TASK STATEMENT ▸
Give an exact copy of every entry.

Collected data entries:

---+---

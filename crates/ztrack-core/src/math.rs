//! 数学类型与向量工具
//!
//! 三维点/向量直接使用 nalgebra 的 `f64` 类型，
//! 这里补充拖拽与联动传播需要的纯函数：投影、方位角、量化等。

use std::f64::consts::{PI, TAU};

pub type Point2 = nalgebra::Point2<f64>;
pub type Point3 = nalgebra::Point3<f64>;
pub type Vector3 = nalgebra::Vector3<f64>;
pub type Matrix4 = nalgebra::Matrix4<f64>;

/// 几何比较容差
pub const EPSILON: f64 = 1e-10;

/// 点加向量
pub fn add(point: &Point3, delta: &Vector3) -> Point3 {
    point + delta
}

/// 两点相减得到位移向量
pub fn subtract(lhs: &Point3, rhs: &Point3) -> Vector3 {
    lhs - rhs
}

/// 向量缩放
pub fn scale(vector: &Vector3, factor: f64) -> Vector3 {
    vector * factor
}

/// 单位向量，零向量返回 `None`
pub fn unit(vector: &Vector3) -> Option<Vector3> {
    let length = vector.norm();
    if length < EPSILON {
        None
    } else {
        Some(vector / length)
    }
}

/// 将 `vector` 投影到 `axis` 上（`axis` 无需归一化）
///
/// 退化的零长度轴不做约束，原样返回。
pub fn project(vector: &Vector3, axis: &Vector3) -> Vector3 {
    let length_sq = axis.norm_squared();
    if length_sq < EPSILON {
        return *vector;
    }
    axis * (vector.dot(axis) / length_sq)
}

/// 向量在 XY 平面内的方位角
///
/// 从 +Y（北）方向顺时针量取，范围 `[0, 2π)`。
/// 零长度向量没有方位，返回 `None`。
pub fn bearing(vector: &Vector3) -> Option<f64> {
    if vector.x.hypot(vector.y) < EPSILON {
        return None;
    }

    let mut angle = vector.x.atan2(vector.y);
    if angle < 0.0 {
        angle += TAU;
    }
    Some(angle)
}

/// 把角度归一化到 `(-π, π]`
pub fn normalize_angle(angle: f64) -> f64 {
    let mut result = angle.rem_euclid(TAU);
    if result > PI {
        result -= TAU;
    }
    result
}

/// 把数值量化到 `increment` 的最近整数倍，`increment <= 0` 或非有限值表示连续
pub fn quantize(value: f64, increment: f64) -> f64 {
    if !(increment > 0.0 && increment.is_finite()) {
        return value;
    }
    (value / increment).round() * increment
}

/// 按长度量化向量，方向保持不变
pub fn quantize_vector(vector: &Vector3, increment: f64) -> Vector3 {
    if !(increment > 0.0 && increment.is_finite()) {
        return *vector;
    }

    let length = vector.norm();
    if length < EPSILON {
        return Vector3::zeros();
    }
    vector * (quantize(length, increment) / length)
}

/// 绕过 `center` 的 +Z 轴旋转点（逆时针为正）
pub fn rotate_about_z(point: &Point3, center: &Point3, angle: f64) -> Point3 {
    let (sin, cos) = angle.sin_cos();
    let offset = point - center;
    Point3::new(
        center.x + offset.x * cos - offset.y * sin,
        center.y + offset.x * sin + offset.y * cos,
        point.z,
    )
}

/// 坐标列表的算术平均值
pub fn mean(points: &[Point3]) -> Option<Point3> {
    if points.is_empty() {
        return None;
    }

    let sum = points
        .iter()
        .fold(Vector3::zeros(), |acc, p| acc + p.coords);
    Some(Point3::from(sum / points.len() as f64))
}

/// 逐点求差 `new - old`，长度取两者较短者
pub fn coordinate_deltas(new: &[Point3], old: &[Point3]) -> Vec<Vector3> {
    new.iter().zip(old).map(|(n, o)| n - o).collect()
}

/// 两点的曼哈顿距离
pub fn manhattan(lhs: &Point3, rhs: &Point3) -> f64 {
    (lhs.x - rhs.x).abs() + (lhs.y - rhs.y).abs() + (lhs.z - rhs.z).abs()
}

#[cfg(test)]
mod tests {
    use super::*;
    use std::f64::consts::FRAC_PI_4;

    #[test]
    fn test_project_onto_axis() {
        let projected = project(&Vector3::new(3.0, 4.0, 0.0), &Vector3::new(1.0, 0.0, 0.0));
        assert!((projected - Vector3::new(3.0, 0.0, 0.0)).norm() < EPSILON);

        // 非单位轴
        let projected = project(&Vector3::new(3.0, 4.0, 0.0), &Vector3::new(0.0, 2.0, 0.0));
        assert!((projected - Vector3::new(0.0, 4.0, 0.0)).norm() < EPSILON);
    }

    #[test]
    fn test_bearing_clockwise_from_north() {
        assert!((bearing(&Vector3::new(0.0, 1.0, 0.0)).unwrap()).abs() < EPSILON);
        assert!((bearing(&Vector3::new(1.0, 0.0, 0.0)).unwrap() - PI / 2.0).abs() < EPSILON);
        assert!((bearing(&Vector3::new(-1.0, 0.0, 0.0)).unwrap() - 1.5 * PI).abs() < EPSILON);
        assert!(bearing(&Vector3::zeros()).is_none());
    }

    #[test]
    fn test_quantize_rotate_increment() {
        assert_eq!(quantize(0.3, FRAC_PI_4), 0.0);
        assert!((quantize(0.9, FRAC_PI_4) - FRAC_PI_4).abs() < EPSILON);
        assert_eq!(quantize(0.3, 0.0), 0.3);
        assert_eq!(quantize(0.3, f64::INFINITY), 0.3);
    }

    #[test]
    fn test_quantize_vector_keeps_direction() {
        let q = quantize_vector(&Vector3::new(3.0, 4.0, 0.0), 2.0);
        // 长度 5 -> 6
        assert!((q.norm() - 6.0).abs() < EPSILON);
        assert!((q.x / q.y - 0.75).abs() < EPSILON);
    }

    #[test]
    fn test_normalize_angle() {
        assert!((normalize_angle(1.5 * PI) + 0.5 * PI).abs() < EPSILON);
        assert!((normalize_angle(-1.5 * PI) - 0.5 * PI).abs() < EPSILON);
        assert!((normalize_angle(PI) - PI).abs() < EPSILON);
    }

    #[test]
    fn test_rotate_about_z() {
        let p = rotate_about_z(&Point3::new(2.0, 1.0, 5.0), &Point3::new(1.0, 1.0, 0.0), PI / 2.0);
        assert!((p - Point3::new(1.0, 2.0, 5.0)).norm() < 1e-9);
    }

    #[test]
    fn test_mean() {
        let m = mean(&[Point3::new(0.0, 0.0, 0.0), Point3::new(2.0, 4.0, 6.0)]).unwrap();
        assert!((m - Point3::new(1.0, 2.0, 3.0)).norm() < EPSILON);
        assert!(mean(&[]).is_none());
    }
}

---+---

ANSWER SECTION ▸
filename crates/ztrack-core/src/math.rs
//! 数学类型与向量工具
//!
//! 三维点/向量直接使用 nalgebra 的 `f64` 类型，
//! 这里补充拖拽与联动传播需要的纯函数：投影、方位角、量化等。

use std::f64::consts::{PI, TAU};

pub type Point2 = nalgebra::Point2<f64>;
pub type Point3 = nalgebra::Point3<f64>;
pub type Vector3 = nalgebra::Vector3<f64>;
pub type Matrix4 = nalgebra::Matrix4<f64>;

/// 几何比较容差
pub const EPSILON: f64 = 1e-10;

/// 点加向量
pub fn add(point: &Point3, delta: &Vector3) -> Point3 {
    point + delta
}

/// 两点相减得到位移向量
pub fn subtract(lhs: &Point3, rhs: &Point3) -> Vector3 {
    lhs - rhs
}

/// 向量缩放
pub fn scale(vector: &Vector3, factor: f64) -> Vector3 {
    vector * factor
}

/// 单位向量，零向量返回 `None`
pub fn unit(vector: &Vector3) -> Option<Vector3> {
    let length = vector.norm();
    if length < EPSILON {
        None
    } else {
        Some(vector / length)
    }
}

/// 将 `vector` 投影到 `axis` 上（`axis` 无需归一化）
///
/// 退化的零长度轴不做约束，原样返回。
pub fn project(vector: &Vector3, axis: &Vector3) -> Vector3 {
    let length_sq = axis.norm_squared();
    if length_sq < EPSILON {
        return *vector;
    }
    axis * (vector.dot(axis) / length_sq)
}

/// 向量在 XY 平面内的方位角
///
/// 从 +Y（北）方向顺时针量取，范围 `[0, 2π)`。
/// 零长度向量没有方位，返回 `None`。
pub fn bearing(vector: &Vector3) -> Option<f64> {
    if vector.x.hypot(vector.y) < EPSILON {
        return None;
    }

    let mut angle = vector.x.atan2(vector.y);
    if angle < 0.0 {
        angle += TAU;
    }
    Some(angle)
}

/// 把角度归一化到 `(-π, π]`
pub fn normalize_angle(angle: f64) -> f64 {
    let mut result = angle.rem_euclid(TAU);
    if result > PI {
        result -= TAU;
    }
    result
}

/// 把数值量化到 `increment` 的最近整数倍，`increment <= 0` 或非有限值表示连续
pub fn quantize(value: f64, increment: f64) -> f64 {
    if !(increment > 0.0 && increment.is_finite()) {
        return value;
    }
    (value / increment).round() * increment
}

/// 按长度量化向量，方向保持不变
pub fn quantize_vector(vector: &Vector3, increment: f64) -> Vector3 {
    if !(increment > 0.0 && increment.is_finite()) {
        return *vector;
    }

    let length = vector.norm();
    if length < EPSILON {
        return Vector3::zeros();
    }
    vector * (quantize(length, increment) / length)
}

/// 绕过 `center` 的 +Z 轴旋转点（逆时针为正）
pub fn rotate_about_z(point: &Point3, center: &Point3, angle: f64) -> Point3 {
    let (sin, cos) = angle.sin_cos();
    let offset = point - center;
    Point3::new(
        center.x + offset.x * cos - offset.y * sin,
        center.y + offset.x * sin + offset.y * cos,
        point.z,
    )
}

/// 坐标列表的算术平均值
pub fn mean(points: &[Point3]) -> Option<Point3> {
    if points.is_empty() {
        return None;
    }

    let sum = points
        .iter()
        .fold(Vector3::zeros(), |acc, p| acc + p.coords);
    Some(Point3::from(sum / points.len() as f64))
}

/// 逐点求差 `new - old`，长度取两者较短者
pub fn coordinate_deltas(new: &[Point3], old: &[Point3]) -> Vec<Vector3> {
    new.iter().zip(old).map(|(n, o)| n - o).collect()
}

/// 两点的曼哈顿距离
pub fn manhattan(lhs: &Point3, rhs: &Point3) -> f64 {
    (lhs.x - rhs.x).abs() + (lhs.y - rhs.y).abs() + (lhs.z - rhs.z).abs()
}

#[cfg(test)]
mod tests {
    use super::*;
    use std::f64::consts::FRAC_PI_4;

    #[test]
    fn test_project_onto_axis() {
        let projected = project(&Vector3::new(3.0, 4.0, 0.0), &Vector3::new(1.0, 0.0, 0.0));
        assert!((projected - Vector3::new(3.0, 0.0, 0.0)).norm() < EPSILON);

        // 非单位轴
        let projected = project(&Vector3::new(3.0, 4.0, 0.0), &Vector3::new(0.0, 2.0, 0.0));
        assert!((projected - Vector3::new(0.0, 4.0, 0.0)).norm() < EPSILON);
    }

    #[test]
    fn test_bearing_clockwise_from_north() {
        assert!((bearing(&Vector3::new(0.0, 1.0, 0.0)).unwrap()).abs() < EPSILON);
        assert!((bearing(&Vector3::new(1.0, 0.0, 0.0)).unwrap() - PI / 2.0).abs() < EPSILON);
        assert!((bearing(&Vector3::new(-1.0, 0.0, 0.0)).unwrap() - 1.5 * PI).abs() < EPSILON);
        assert!(bearing(&Vector3::zeros()).is_none());
    }

    #[test]
    fn test_quantize_rotate_increment() {
        assert_eq!(quantize(0.3, FRAC_PI_4), 0.0);
        assert!((quantize(0.9, FRAC_PI_4) - FRAC_PI_4).abs() < EPSILON);
        assert_eq!(quantize(0.3, 0.0), 0.3);
        assert_eq!(quantize(0.3, f64::INFINITY), 0.3);
    }

    #[test]
    fn test_quantize_vector_keeps_direction() {
        let q = quantize_vector(&Vector3::new(3.0, 4.0, 0.0), 2.0);
        // 长度 5 -> 6
        assert!((q.norm() - 6.0).abs() < EPSILON);
        assert!((q.x / q.y - 0.75).abs() < EPSILON);
    }

    #[test]
    fn test_normalize_angle() {
        assert!((normalize_angle(1.5 * PI) + 0.5 * PI).abs() < EPSILON);
        assert!((normalize_angle(-1.5 * PI) - 0.5 * PI).abs() < EPSILON);
        assert!((normalize_angle(PI) - PI).abs() < EPSILON);
    }

    #[test]
    fn test_rotate_about_z() {
        let p = rotate_about_z(&Point3::new(2.0, 1.0, 5.0), &Point3::new(1.0, 1.0, 0.0), PI / 2.0);
        assert!((p - Point3::new(1.0, 2.0, 5.0)).norm() < 1e-9);
    }

    #[test]
    fn test_mean() {
        let m = mean(&[Point3::new(0.0, 0.0, 0.0), Point3::new(2.0, 4.0, 6.0)]).unwrap();
        assert!((m - Point3::new(1.0, 2.0, 3.0)).norm() < EPSILON);
        assert!(mean(&[]).is_none());
    }
}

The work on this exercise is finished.